▶ **EXERCISE**
Going line by line through the records below, count those containing the word "agent", then give only the count.

▶ **AVAILABLE DATA**
Content starts

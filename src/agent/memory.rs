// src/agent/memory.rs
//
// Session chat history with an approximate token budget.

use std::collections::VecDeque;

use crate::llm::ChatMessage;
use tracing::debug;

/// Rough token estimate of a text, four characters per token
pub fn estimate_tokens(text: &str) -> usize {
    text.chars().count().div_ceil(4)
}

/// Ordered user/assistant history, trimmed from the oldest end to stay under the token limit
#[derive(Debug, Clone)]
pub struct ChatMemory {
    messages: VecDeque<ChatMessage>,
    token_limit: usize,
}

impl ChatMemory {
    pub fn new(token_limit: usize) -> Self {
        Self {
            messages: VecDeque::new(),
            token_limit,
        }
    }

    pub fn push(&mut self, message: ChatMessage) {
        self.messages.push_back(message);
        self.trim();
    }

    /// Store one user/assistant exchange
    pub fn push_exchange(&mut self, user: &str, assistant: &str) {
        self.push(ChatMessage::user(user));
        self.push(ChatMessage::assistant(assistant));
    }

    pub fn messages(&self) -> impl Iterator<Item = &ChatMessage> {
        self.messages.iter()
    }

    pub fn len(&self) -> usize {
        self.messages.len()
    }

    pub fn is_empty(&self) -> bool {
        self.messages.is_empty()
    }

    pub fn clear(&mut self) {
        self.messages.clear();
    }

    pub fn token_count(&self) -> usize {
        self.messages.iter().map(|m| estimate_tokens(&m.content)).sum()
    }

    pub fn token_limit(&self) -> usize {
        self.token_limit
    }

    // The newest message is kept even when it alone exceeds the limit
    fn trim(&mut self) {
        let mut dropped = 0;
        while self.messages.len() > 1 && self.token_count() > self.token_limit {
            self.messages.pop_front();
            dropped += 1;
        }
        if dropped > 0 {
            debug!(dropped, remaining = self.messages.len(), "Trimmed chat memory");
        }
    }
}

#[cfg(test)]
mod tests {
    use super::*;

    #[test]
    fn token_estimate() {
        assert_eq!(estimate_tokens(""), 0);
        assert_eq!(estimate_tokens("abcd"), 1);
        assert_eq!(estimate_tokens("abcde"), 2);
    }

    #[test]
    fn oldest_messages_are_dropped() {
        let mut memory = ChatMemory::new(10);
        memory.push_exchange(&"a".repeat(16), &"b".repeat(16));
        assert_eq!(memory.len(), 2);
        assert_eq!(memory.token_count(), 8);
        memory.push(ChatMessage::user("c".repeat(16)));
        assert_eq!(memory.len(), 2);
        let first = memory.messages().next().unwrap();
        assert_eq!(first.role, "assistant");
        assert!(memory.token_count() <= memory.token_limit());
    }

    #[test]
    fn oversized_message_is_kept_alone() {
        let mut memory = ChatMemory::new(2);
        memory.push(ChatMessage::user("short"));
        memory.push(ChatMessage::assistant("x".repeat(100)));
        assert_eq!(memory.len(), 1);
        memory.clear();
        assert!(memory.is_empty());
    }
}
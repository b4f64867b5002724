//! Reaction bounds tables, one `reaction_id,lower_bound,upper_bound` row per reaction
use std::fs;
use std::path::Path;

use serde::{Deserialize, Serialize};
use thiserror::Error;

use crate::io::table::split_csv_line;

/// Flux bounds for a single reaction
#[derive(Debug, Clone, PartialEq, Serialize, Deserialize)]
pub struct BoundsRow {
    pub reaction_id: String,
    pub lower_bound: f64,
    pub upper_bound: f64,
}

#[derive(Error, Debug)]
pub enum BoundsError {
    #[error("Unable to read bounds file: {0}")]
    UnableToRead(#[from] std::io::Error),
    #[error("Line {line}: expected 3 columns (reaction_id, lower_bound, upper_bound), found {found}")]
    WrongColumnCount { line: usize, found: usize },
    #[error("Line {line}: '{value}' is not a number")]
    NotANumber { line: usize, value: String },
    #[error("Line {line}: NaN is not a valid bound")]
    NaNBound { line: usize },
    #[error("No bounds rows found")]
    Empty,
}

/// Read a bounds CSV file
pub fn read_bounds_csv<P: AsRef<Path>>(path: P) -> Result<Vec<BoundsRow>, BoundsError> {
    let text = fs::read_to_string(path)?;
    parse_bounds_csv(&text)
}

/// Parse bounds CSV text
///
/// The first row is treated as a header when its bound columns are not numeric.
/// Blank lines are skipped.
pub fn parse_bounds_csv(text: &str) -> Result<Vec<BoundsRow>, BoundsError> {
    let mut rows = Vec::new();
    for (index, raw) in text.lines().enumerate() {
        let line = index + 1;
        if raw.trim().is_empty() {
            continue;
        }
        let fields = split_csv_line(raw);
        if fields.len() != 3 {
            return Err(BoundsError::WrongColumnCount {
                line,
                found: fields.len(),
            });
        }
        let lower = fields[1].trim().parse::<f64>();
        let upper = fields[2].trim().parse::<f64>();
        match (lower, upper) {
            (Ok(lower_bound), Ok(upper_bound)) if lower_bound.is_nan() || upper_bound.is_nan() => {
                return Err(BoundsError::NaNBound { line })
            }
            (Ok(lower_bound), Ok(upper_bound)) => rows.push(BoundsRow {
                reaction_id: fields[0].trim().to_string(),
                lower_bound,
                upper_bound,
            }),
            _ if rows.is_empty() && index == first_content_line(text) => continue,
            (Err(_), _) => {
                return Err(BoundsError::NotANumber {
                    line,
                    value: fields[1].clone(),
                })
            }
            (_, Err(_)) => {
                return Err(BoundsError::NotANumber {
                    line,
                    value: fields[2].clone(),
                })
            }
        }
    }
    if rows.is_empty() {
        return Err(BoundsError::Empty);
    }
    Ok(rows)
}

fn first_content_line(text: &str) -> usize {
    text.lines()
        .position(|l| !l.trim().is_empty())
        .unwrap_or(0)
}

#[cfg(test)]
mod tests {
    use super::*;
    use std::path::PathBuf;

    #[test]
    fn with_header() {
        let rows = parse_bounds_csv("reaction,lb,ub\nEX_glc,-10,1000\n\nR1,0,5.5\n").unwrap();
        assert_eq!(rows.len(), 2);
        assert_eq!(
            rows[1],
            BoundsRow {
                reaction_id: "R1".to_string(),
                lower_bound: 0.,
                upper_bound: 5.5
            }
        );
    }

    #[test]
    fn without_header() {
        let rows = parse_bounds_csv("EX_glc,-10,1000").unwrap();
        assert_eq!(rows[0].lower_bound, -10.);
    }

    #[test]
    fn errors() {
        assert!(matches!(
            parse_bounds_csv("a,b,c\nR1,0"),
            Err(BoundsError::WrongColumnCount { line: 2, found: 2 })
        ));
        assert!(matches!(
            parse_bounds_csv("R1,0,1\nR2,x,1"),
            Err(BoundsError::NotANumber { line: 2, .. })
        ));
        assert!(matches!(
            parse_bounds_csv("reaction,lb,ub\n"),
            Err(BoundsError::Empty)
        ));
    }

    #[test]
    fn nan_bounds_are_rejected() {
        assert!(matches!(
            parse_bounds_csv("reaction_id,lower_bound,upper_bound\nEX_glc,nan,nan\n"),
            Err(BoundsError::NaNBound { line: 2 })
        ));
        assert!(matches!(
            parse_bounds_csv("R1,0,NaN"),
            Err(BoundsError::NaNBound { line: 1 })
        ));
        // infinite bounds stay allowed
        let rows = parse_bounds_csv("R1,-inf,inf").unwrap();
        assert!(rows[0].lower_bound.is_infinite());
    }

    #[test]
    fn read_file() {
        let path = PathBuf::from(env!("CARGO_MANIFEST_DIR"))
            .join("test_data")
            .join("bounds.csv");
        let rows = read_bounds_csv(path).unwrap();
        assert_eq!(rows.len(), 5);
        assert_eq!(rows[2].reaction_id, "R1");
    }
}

Content ends
Content starts

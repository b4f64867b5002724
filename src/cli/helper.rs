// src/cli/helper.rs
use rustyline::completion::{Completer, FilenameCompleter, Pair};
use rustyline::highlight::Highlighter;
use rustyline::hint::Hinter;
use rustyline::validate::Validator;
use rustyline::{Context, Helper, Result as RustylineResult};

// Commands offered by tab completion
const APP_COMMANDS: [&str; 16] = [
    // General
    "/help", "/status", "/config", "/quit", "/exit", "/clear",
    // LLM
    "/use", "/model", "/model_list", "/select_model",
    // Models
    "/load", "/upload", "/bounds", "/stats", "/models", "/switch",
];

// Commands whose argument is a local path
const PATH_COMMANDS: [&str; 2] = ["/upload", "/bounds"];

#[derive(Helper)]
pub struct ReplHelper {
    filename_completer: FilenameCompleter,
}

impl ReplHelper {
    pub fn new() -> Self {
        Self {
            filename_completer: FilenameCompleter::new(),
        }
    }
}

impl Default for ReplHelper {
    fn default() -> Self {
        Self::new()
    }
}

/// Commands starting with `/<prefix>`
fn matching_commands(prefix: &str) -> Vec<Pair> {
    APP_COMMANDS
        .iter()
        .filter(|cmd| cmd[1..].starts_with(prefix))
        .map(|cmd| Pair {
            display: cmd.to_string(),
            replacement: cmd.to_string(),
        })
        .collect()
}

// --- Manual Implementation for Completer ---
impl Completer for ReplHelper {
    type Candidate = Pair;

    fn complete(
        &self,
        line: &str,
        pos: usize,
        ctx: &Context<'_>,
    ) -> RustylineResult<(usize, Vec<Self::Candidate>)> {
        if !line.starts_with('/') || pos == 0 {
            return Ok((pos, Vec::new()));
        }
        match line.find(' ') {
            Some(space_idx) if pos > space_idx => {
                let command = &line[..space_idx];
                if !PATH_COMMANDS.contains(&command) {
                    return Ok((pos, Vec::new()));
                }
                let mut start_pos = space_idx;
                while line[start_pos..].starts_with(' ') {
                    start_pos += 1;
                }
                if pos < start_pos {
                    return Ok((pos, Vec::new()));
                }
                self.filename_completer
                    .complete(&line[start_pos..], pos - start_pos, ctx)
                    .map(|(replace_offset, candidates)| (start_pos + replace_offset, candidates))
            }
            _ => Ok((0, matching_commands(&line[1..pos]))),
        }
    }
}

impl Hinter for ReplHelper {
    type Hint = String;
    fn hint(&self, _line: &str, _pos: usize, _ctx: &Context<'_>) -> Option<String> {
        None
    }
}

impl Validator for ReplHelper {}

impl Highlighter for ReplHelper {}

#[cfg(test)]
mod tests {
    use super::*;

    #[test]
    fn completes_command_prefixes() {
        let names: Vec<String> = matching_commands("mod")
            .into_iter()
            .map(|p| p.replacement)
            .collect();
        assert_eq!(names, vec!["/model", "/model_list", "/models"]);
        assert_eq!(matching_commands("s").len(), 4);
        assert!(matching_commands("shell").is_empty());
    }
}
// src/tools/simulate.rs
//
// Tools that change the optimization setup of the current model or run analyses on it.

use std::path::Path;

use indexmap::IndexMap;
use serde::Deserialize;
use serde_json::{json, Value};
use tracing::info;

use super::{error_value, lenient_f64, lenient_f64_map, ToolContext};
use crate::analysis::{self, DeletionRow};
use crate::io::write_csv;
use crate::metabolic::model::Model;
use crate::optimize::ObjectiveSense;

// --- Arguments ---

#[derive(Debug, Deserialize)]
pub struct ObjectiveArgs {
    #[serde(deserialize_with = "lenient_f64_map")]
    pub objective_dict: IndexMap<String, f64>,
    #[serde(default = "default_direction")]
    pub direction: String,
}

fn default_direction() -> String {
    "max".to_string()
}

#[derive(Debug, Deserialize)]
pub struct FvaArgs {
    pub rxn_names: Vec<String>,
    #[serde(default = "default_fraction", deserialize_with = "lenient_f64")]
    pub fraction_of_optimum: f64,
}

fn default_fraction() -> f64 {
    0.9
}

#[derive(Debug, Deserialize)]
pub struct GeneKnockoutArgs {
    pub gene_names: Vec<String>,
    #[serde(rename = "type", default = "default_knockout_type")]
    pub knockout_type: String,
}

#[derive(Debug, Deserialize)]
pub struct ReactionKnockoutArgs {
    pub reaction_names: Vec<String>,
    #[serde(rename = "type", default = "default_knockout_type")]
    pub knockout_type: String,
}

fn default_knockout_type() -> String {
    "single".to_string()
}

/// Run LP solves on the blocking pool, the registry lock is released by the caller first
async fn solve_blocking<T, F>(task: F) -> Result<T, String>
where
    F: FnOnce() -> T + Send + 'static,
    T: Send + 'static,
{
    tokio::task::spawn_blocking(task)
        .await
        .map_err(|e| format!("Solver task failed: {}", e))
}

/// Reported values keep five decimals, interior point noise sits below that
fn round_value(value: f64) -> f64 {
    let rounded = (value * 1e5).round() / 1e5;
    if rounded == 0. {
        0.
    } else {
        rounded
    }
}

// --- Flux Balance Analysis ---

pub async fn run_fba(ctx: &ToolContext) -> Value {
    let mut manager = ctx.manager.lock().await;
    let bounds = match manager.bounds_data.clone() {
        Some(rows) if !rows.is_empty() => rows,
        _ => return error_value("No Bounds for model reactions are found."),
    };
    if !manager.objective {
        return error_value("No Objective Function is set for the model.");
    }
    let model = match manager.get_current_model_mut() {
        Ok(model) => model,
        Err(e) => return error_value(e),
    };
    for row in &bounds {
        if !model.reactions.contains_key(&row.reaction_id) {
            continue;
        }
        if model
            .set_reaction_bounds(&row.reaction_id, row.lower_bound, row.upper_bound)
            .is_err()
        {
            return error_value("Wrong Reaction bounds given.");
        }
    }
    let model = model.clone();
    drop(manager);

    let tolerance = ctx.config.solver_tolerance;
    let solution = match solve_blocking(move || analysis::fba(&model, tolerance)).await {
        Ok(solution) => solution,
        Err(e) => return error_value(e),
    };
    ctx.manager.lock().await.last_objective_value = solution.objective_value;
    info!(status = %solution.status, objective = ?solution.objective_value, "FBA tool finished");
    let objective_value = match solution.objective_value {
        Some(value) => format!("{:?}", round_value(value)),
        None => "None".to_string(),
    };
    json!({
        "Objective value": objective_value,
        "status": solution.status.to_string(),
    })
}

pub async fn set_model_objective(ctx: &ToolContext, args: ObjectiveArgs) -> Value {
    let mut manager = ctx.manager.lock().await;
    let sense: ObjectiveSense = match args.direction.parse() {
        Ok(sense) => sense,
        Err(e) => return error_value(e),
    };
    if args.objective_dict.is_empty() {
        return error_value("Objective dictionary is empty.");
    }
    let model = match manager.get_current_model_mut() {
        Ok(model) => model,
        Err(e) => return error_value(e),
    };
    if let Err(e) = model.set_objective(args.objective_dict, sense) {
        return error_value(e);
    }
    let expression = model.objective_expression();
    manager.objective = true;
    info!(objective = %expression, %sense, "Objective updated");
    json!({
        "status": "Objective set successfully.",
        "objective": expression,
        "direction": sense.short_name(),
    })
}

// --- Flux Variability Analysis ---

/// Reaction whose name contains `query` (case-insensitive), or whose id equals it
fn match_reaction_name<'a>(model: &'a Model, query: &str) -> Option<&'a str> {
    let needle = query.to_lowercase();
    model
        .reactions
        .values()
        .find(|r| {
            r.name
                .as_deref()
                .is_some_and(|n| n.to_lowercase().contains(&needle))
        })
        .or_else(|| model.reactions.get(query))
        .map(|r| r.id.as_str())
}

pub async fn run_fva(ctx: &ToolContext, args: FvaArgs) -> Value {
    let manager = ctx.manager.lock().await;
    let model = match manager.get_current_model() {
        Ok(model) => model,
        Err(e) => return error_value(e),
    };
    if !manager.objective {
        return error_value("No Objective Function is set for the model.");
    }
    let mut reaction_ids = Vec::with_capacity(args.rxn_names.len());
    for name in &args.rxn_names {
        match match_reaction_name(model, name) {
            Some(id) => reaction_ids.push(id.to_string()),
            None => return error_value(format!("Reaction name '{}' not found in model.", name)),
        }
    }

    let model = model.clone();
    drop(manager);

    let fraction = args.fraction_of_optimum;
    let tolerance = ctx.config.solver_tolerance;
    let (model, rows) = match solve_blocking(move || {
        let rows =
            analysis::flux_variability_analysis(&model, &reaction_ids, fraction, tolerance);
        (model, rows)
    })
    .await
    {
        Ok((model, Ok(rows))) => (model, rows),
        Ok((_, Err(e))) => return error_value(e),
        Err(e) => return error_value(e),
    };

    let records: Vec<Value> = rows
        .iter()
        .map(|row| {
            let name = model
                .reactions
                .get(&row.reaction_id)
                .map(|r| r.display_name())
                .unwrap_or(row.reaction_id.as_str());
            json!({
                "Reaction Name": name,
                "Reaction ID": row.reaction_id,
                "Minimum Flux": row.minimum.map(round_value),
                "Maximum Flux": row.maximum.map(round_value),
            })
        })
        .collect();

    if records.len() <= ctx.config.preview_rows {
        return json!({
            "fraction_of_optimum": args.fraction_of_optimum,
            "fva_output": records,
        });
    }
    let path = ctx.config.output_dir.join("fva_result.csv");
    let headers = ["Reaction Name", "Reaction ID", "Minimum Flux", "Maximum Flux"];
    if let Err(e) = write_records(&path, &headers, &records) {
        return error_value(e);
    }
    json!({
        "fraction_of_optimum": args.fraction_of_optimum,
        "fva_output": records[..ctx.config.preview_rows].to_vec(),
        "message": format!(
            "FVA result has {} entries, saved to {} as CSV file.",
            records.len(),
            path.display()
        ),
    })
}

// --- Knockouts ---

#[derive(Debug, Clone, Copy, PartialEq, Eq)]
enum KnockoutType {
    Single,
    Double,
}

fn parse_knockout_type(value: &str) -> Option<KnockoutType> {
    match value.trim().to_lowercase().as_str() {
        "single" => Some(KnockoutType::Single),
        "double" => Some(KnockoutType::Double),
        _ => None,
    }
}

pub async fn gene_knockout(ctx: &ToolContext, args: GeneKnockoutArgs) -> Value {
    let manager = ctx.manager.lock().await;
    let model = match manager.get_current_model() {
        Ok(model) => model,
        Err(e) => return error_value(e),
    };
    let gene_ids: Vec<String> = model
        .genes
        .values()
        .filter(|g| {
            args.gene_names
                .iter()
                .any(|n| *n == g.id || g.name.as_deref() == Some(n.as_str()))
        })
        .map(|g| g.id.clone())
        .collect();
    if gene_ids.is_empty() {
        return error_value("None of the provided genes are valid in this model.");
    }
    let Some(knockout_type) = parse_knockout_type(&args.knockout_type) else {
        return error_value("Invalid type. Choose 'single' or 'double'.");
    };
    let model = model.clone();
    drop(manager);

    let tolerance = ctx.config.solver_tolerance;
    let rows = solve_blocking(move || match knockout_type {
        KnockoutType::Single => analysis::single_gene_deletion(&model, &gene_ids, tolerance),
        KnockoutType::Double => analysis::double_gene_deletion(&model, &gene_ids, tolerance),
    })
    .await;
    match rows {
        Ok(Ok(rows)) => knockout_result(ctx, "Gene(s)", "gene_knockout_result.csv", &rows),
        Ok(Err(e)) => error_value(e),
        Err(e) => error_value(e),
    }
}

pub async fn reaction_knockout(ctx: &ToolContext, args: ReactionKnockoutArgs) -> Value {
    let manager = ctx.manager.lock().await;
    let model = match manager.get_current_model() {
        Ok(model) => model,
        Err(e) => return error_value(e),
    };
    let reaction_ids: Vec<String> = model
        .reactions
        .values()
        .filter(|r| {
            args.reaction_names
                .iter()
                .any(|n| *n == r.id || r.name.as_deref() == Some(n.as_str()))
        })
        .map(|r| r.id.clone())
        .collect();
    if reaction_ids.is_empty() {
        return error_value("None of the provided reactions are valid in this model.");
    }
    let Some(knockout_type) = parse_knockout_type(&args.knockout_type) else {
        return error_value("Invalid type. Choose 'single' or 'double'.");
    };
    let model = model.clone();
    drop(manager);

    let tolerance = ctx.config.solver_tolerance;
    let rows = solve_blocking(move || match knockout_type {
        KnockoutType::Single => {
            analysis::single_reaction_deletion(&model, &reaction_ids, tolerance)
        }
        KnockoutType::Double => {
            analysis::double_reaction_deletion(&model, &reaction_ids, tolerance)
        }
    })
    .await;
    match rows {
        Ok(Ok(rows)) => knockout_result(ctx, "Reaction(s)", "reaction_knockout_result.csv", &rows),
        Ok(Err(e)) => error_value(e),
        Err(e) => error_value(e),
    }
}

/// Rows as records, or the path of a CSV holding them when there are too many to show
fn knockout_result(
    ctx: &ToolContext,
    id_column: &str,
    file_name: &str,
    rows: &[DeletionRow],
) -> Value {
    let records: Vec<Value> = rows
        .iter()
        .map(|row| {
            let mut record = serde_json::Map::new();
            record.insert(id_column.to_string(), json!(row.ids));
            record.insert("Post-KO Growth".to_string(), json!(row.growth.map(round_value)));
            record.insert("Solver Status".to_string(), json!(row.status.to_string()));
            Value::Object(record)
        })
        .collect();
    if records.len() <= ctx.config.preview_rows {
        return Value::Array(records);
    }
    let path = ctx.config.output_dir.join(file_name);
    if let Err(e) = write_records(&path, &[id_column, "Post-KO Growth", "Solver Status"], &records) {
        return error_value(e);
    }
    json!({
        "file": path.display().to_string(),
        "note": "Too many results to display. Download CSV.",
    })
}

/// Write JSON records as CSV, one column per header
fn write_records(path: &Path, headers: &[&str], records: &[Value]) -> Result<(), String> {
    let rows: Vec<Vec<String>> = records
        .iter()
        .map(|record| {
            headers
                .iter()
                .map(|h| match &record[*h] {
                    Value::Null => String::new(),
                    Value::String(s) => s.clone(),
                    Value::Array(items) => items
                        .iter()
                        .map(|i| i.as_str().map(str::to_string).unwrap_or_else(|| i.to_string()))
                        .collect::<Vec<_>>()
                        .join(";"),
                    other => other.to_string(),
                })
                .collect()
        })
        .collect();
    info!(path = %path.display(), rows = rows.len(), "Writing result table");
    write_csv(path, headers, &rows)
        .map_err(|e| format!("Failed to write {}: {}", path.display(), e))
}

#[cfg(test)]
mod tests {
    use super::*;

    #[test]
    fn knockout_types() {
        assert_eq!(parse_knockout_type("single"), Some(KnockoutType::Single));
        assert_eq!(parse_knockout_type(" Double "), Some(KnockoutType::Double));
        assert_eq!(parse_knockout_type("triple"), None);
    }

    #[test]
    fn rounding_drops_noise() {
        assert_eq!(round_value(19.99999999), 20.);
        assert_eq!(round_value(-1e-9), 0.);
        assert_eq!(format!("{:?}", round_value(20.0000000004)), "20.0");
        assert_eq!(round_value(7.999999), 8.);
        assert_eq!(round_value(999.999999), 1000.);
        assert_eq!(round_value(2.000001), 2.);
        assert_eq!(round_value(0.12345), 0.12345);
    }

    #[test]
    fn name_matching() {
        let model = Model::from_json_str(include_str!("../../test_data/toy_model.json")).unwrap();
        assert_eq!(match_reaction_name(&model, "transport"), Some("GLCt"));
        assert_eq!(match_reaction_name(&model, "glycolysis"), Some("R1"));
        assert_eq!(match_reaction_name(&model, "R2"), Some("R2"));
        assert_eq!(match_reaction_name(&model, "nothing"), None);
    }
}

Content ends

▶ **RESPONSE AREA**
2